My eyes fell on her. Never seen someone as adorable as her. She’d become my life. My heartbeat that just beat outside my body. My daughter. My eyes did a quick glance and took in her vitals.
‘Does she look weak? Did she cry too much when I’d left her side for a short while?’
‘My poor girl’, I felt the pain in my heart as she scrunched up her nose because of the pain caused by the stitches. But, I saw her readjust her features almost immediately and sigh with love, when her daughter smiled in her sleep.

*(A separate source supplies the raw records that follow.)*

//! Cache metrics.
//!
//! Recorded through the `metrics` facade. Nothing is collected unless the
//! embedding binary installs a recorder (see `streamcache-node`).

use metrics::{counter, gauge};
use streamcache_core::MutationKind;

/// Metric names as constants for consistency.
pub mod names {
    // Subscriber metrics
    pub const RECORDS_APPLIED_TOTAL: &str = "streamcache_records_applied_total";
    pub const RECORDS_SKIPPED_TOTAL: &str = "streamcache_records_skipped_total";
    pub const LOG_READ_ERRORS_TOTAL: &str = "streamcache_log_read_errors_total";

    // Publisher metrics
    pub const PUBLISH_FAILURES_TOTAL: &str = "streamcache_publish_failures_total";

    // Cache metrics
    pub const CACHE_HITS_TOTAL: &str = "streamcache_cache_hits_total";
    pub const CACHE_MISSES_TOTAL: &str = "streamcache_cache_misses_total";
    pub const LOCAL_ENTRIES: &str = "streamcache_local_entries";
}

/// Record a mutation applied to the local store.
pub fn record_applied(kind: MutationKind) {
    counter!(names::RECORDS_APPLIED_TOTAL, "kind" => kind.as_str()).increment(1);
}

/// Record a log entry that was skipped because it could not be decoded.
pub fn record_skipped(reason: &'static str) {
    counter!(names::RECORDS_SKIPPED_TOTAL, "reason" => reason).increment(1);
}

pub fn record_read_error() {
    counter!(names::LOG_READ_ERRORS_TOTAL).increment(1);
}

pub fn record_publish_failure() {
    counter!(names::PUBLISH_FAILURES_TOTAL).increment(1);
}

pub fn record_cache_hit() {
    counter!(names::CACHE_HITS_TOTAL).increment(1);
}

pub fn record_cache_miss() {
    counter!(names::CACHE_MISSES_TOTAL).increment(1);
}

/// Update the local store size gauge.
pub fn set_local_entries(count: usize) {
    gauge!(names::LOCAL_ENTRIES).set(count as f64);
}
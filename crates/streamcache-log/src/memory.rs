//! Process-local change log.

use std::sync::Arc;
use std::sync::atomic::{AtomicBool, Ordering};

use async_trait::async_trait;
use parking_lot::RwLock;
use streamcache_core::RawRecord;
use tokio::sync::Notify;
use tracing::debug;

use crate::cursor::Cursor;
use crate::error::LogError;
use crate::traits::{ChangeLog, LogEntry};

/// In-memory change log.
///
/// Clones share the same underlying log, so several caches built from clones
/// of one `InMemoryChangeLog` behave like replicas tailing one stream. The
/// n-th appended entry (1-based) has position `n-0`.
///
/// [`set_available`](Self::set_available) simulates an outage: while the log
/// is unavailable every operation fails with [`LogError::Unavailable`] and
/// blocked readers are woken up to observe the failure.
#[derive(Clone, Default)]
pub struct InMemoryChangeLog {
    inner: Arc<Inner>,
}

struct Inner {
    records: RwLock<Vec<RawRecord>>,
    available: AtomicBool,
    changed: Notify,
}

impl Default for Inner {
    fn default() -> Self {
        Self {
            records: RwLock::new(Vec::new()),
            available: AtomicBool::new(true),
            changed: Notify::new(),
        }
    }
}

impl InMemoryChangeLog {
    pub fn new() -> Self {
        Self::default()
    }

    /// Number of entries appended so far.
    pub fn len(&self) -> usize {
        self.inner.records.read().len()
    }

    pub fn is_empty(&self) -> bool {
        self.len() == 0
    }

    /// Bring the log up or down.
    pub fn set_available(&self, available: bool) {
        self.inner.available.store(available, Ordering::SeqCst);
        debug!(available, "In-memory change log availability changed");
        self.inner.changed.notify_waiters();
    }

    pub fn is_available(&self) -> bool {
        self.inner.available.load(Ordering::SeqCst)
    }

    fn ensure_available(&self) -> Result<(), LogError> {
        if self.is_available() {
            Ok(())
        } else {
            Err(LogError::unavailable("in-memory change log is down"))
        }
    }

    fn entry_after(&self, after: &Cursor) -> Option<LogEntry> {
        let records = self.inner.records.read();
        // Entry n sits at index n - 1 and is after `after` iff n > after.major.
        let index = usize::try_from(after.major).ok()?;
        records.get(index).map(|record| LogEntry {
            position: Cursor::new(after.major + 1, 0),
            record: record.clone(),
        })
    }
}

#[async_trait]
impl ChangeLog for InMemoryChangeLog {
    async fn append(&self, record: RawRecord) -> Result<Cursor, LogError> {
        self.ensure_available()?;
        let position = {
            let mut records = self.inner.records.write();
            records.push(record);
            Cursor::new(records.len() as u64, 0)
        };
        self.inner.changed.notify_waiters();
        Ok(position)
    }

    async fn read_next(&self, after: &Cursor) -> Result<LogEntry, LogError> {
        loop {
            // Register for wake-ups before checking so an append between the
            // check and the await is not missed.
            let changed = self.inner.changed.notified();
            tokio::pin!(changed);
            changed.as_mut().enable();

            self.ensure_available()?;
            if let Some(entry) = self.entry_after(after) {
                return Ok(entry);
            }
            changed.await;
        }
    }

    async fn tail(&self) -> Result<Cursor, LogError> {
        self.ensure_available()?;
        Ok(Cursor::new(self.len() as u64, 0))
    }
}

My eyes welled up thinking of her struggle to bring that small life out of her frail body last night. Her shrieks, her countless ‘Amma… Amma’ all through the night, first in small decibels murmured like revered hymns, that soon picked up volume and sounded more intense. Her ‘Amma’ was then repeated every second and sounded more like a hopeful plea in between her confused state of conciousness and unconsciousness. A plea for the suffering to end. A plea for her mother to hold her and pass on the strength. To reassure her that the pain would subside soon. And everytime she called out, my palm precipitated, my lips quivered and my heart palpilated. ‘How long?’ I questioned my faith.
‘How I wish I could take all your pain!’ With every passing second, I fought silently with my God. And then I heard. Her long shrieks followed by the faint cry of the baby. My baby’s baby.
Today, on the morning after birth, when all eyes were on the newborn, my eyes were only for her. ‘Is she hurting? Does she need support to sit up?’
Wish I could place her inside my eyelid, never to let her get hurt. Ever.